Search dogs ready for international missions

After an earthquake or other natural disasters, search and rescue dogs help to find buried people. The emergency case was rehearsed from 27 to 30 October at the IRO Mission Readiness Test in Rubble Search at the Tritolwerk in Lower Austria. 24 teams from eight nations competed, 19 passed.

The IRO Mission Readiness Test (MRT) in Rubble Search qualifies and prepares a search dog team for international operations. The mission test, which lasts several days, is very realistic and places extremely high demands on the participants. "International missions are physically and mentally demanding. Search and rescue dog teams need to be prepared for this so they can work reliably in the event of a catastrophe," says Markus Bock, Spokesperson for Deployment at the International Search and Rescue Dog Organisation and an experienced search and rescue dog handler himself.

Day and night operations

The search and rescue dog teams had to locate people buried under rubble at nine different sites during the day and at night. They each had 20 minutes to do this.
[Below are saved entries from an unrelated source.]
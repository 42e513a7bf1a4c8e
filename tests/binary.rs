use image::{DynamicImage, Rgba, RgbaImage};
use std::path::Path;
use std::process::{Command, Output};

const SPRITES: [&str; 4] = ["Duck.png", "Chicken.png", "Goose.png", "Cow.png"];

fn split_sprite_sheet(project_root: &Path) -> Output {
    Command::new(env!("CARGO_BIN_EXE_split-sprite-sheet"))
        .current_dir(project_root)
        .env_remove("RUST_LOG")
        .output()
        .unwrap()
}

#[test]
fn prints_completion_line_after_writing_sprites() {
    let root = tempfile::tempdir().unwrap();
    let textures = root.path().join("Assets/Textures");
    std::fs::create_dir_all(&textures).unwrap();
    DynamicImage::ImageRgba8(RgbaImage::from_pixel(512, 512, Rgba([0, 128, 0, 255])))
        .save(textures.join("AnimalsSpriteSheet.png"))
        .unwrap();

    let output = split_sprite_sheet(root.path());

    assert!(output.status.success(), "{:?}", output);
    assert_eq!(String::from_utf8_lossy(&output.stdout), "Splitting complete.\n");
    for name in SPRITES {
        let sprite = image::open(textures.join(name)).unwrap();
        assert_eq!((sprite.width(), sprite.height()), (256, 256));
    }
}

#[test]
fn missing_sheet_fails_without_output() {
    let root = tempfile::tempdir().unwrap();
    let textures = root.path().join("Assets/Textures");
    std::fs::create_dir_all(&textures).unwrap();

    let output = split_sprite_sheet(root.path());

    assert!(!output.status.success());
    assert!(output.stdout.is_empty(), "{:?}", output);
    assert!(String::from_utf8_lossy(&output.stderr).contains("AnimalsSpriteSheet.png"));
    assert_eq!(std::fs::read_dir(&textures).unwrap().count(), 0);
}
//! Request-scoped execution context.
//!
//! Every routed request gets a fresh [`ExecutionContext`] through axum's
//! extractor machinery. It carries the correlation id, the request fields
//! used for log correlation, a `tracing` span scoped with those fields and
//! the default operational budget for evaluation work.

use std::collections::HashMap;
use std::convert::Infallible;
use std::net::SocketAddr;
use std::sync::Arc;

use axum::extract::{ConnectInfo, FromRequestParts};
use axum::http::header::{REFERER, USER_AGENT};
use axum::http::request::Parts;
use axum::http::{HeaderMap, Method};
use chrono::{DateTime, Utc};
use eval_hub::{Config, ExperimentTracker};
use tracing::field::Empty;
use tracing::Span;
use uuid::Uuid;

use crate::state::ServerState;

/// Inbound header carrying the caller's correlation id.
pub const TRANSACTION_ID_HEADER: &str = "x-global-transaction-id";

/// Fallback header naming the authenticated user, set by fronting proxies.
pub const REMOTE_USER_HEADER: &str = "remote-user";

pub const DEFAULT_TIMEOUT_MINUTES: u32 = 60;
pub const DEFAULT_RETRY_ATTEMPTS: u32 = 3;

/// Correlation id of one request, stored in the request extensions.
///
/// Resolved once by [`crate::middleware::log_requests`] so request logs and
/// the [`ExecutionContext`] span carry the same value.
#[derive(Debug, Clone, PartialEq, Eq)]
pub struct RequestId(pub String);

impl RequestId {
    /// The inbound [`TRANSACTION_ID_HEADER`] value, or a fresh UUID v4.
    pub fn from_headers(headers: &HeaderMap) -> Self {
        header_value(headers, TRANSACTION_ID_HEADER)
            .map(Self)
            .unwrap_or_else(|| Self(Uuid::new_v4().to_string()))
    }

    pub fn as_str(&self) -> &str {
        &self.0
    }
}

/// Per-request correlation data and operational defaults.
///
/// Built once per request and never shared between requests.
pub struct ExecutionContext {
    request_id: String,
    method: Method,
    uri: String,
    user_agent: Option<String>,
    remote_addr: Option<SocketAddr>,
    remote_user: Option<String>,
    referer: Option<String>,
    span: Span,
    config: Arc<Config>,
    tracker: Option<Arc<dyn ExperimentTracker>>,
    timeout_minutes: u32,
    retry_attempts: u32,
    experiment_name: Option<String>,
    started_at: Option<DateTime<Utc>>,
    metadata: HashMap<String, serde_json::Value>,
}

impl ExecutionContext {
    pub fn from_parts(parts: &Parts, state: &ServerState) -> Self {
        let headers = &parts.headers;

        let request_id = parts
            .extensions
            .get::<RequestId>()
            .cloned()
            .unwrap_or_else(|| RequestId::from_headers(headers))
            .0;
        let uri = parts.uri.path().to_string();
        let user_agent = header_value(headers, USER_AGENT.as_str());
        let remote_addr = parts
            .extensions
            .get::<ConnectInfo<SocketAddr>>()
            .map(|ConnectInfo(addr)| *addr);
        let remote_user = parts
            .uri
            .authority()
            .and_then(|authority| userinfo_name(authority.as_str()))
            .or_else(|| header_value(headers, REMOTE_USER_HEADER));
        let referer = header_value(headers, REFERER.as_str());

        let span = tracing::info_span!(
            "request",
            request_id = %request_id,
            method = %parts.method,
            uri = %uri,
            user_agent = Empty,
            remote_addr = Empty,
            remote_user = Empty,
            referer = Empty,
        );
        if let Some(user_agent) = &user_agent {
            span.record("user_agent", user_agent.as_str());
        }
        if let Some(addr) = &remote_addr {
            span.record("remote_addr", tracing::field::display(addr));
        }
        if let Some(user) = &remote_user {
            span.record("remote_user", user.as_str());
        }
        if let Some(referer) = &referer {
            span.record("referer", referer.as_str());
        }

        Self {
            request_id,
            method: parts.method.clone(),
            uri,
            user_agent,
            remote_addr,
            remote_user,
            referer,
            span,
            config: Arc::clone(&state.config),
            tracker: state.tracker.clone(),
            timeout_minutes: DEFAULT_TIMEOUT_MINUTES,
            retry_attempts: DEFAULT_RETRY_ATTEMPTS,
            experiment_name: None,
            started_at: None,
            metadata: HashMap::new(),
        }
    }

    /// Correlation id: the [`RequestId`] extension, else [`TRANSACTION_ID_HEADER`],
    /// else freshly generated.
    pub fn request_id(&self) -> &str {
        &self.request_id
    }

    pub fn method(&self) -> &Method {
        &self.method
    }

    pub fn uri(&self) -> &str {
        &self.uri
    }

    pub fn user_agent(&self) -> Option<&str> {
        self.user_agent.as_deref()
    }

    pub fn remote_addr(&self) -> Option<SocketAddr> {
        self.remote_addr
    }

    pub fn remote_user(&self) -> Option<&str> {
        self.remote_user.as_deref()
    }

    pub fn referer(&self) -> Option<&str> {
        self.referer.as_deref()
    }

    /// Span carrying the correlation fields; use it as the parent of request logs.
    pub fn span(&self) -> &Span {
        &self.span
    }

    pub fn config(&self) -> &Config {
        &self.config
    }

    pub fn tracker(&self) -> Option<&dyn ExperimentTracker> {
        self.tracker.as_deref()
    }

    pub fn timeout_minutes(&self) -> u32 {
        self.timeout_minutes
    }

    pub fn retry_attempts(&self) -> u32 {
        self.retry_attempts
    }

    pub fn experiment_name(&self) -> Option<&str> {
        self.experiment_name.as_deref()
    }

    pub fn started_at(&self) -> Option<DateTime<Utc>> {
        self.started_at
    }

    pub fn metadata(&self) -> &HashMap<String, serde_json::Value> {
        &self.metadata
    }
}

impl FromRequestParts<Arc<ServerState>> for ExecutionContext {
    type Rejection = Infallible;

    async fn from_request_parts(
        parts: &mut Parts,
        state: &Arc<ServerState>,
    ) -> Result<Self, Self::Rejection> {
        Ok(Self::from_parts(parts, state))
    }
}

fn header_value(headers: &HeaderMap, name: &str) -> Option<String> {
    headers
        .get(name)
        .and_then(|v| v.to_str().ok())
        .map(str::trim)
        .filter(|v| !v.is_empty())
        .map(str::to_string)
}

/// User name from an authority of the form `user[:password]@host`.
fn userinfo_name(authority: &str) -> Option<String> {
    let (userinfo, _host) = authority.rsplit_once('@')?;
    let name = userinfo.split(':').next().unwrap_or_default();
    (!name.is_empty()).then(|| name.to_string())
}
During a rotation exercise consisting of four consecutive search missions, the teams' stamina and endurance were put to the test. On the ruins of the buildings, the dogs were mostly on their own and had to rely on their sense of smell. This was also the case during the night search, where the visibility of the dog handlers was severely limited due to dense fog.

Mission certified teams

19 of the 24 participants were able to solve the tasks quickly, effectively and reliably under the watchful eyes of an international team of classifiers. The teams from Argentina, Germany, Italy, Japan, the Netherlands, Austria, Slovenia and Hungary are now considered mission-certified according to international guidelines.

The IRO member organisation Feuerwehr Wien Rettungshunde (FW-RH) was responsible for organising the test. Thanks to the numerous helpers who endured as alleged victims in narrow cavities under the rubble waiting to be found by the super noses.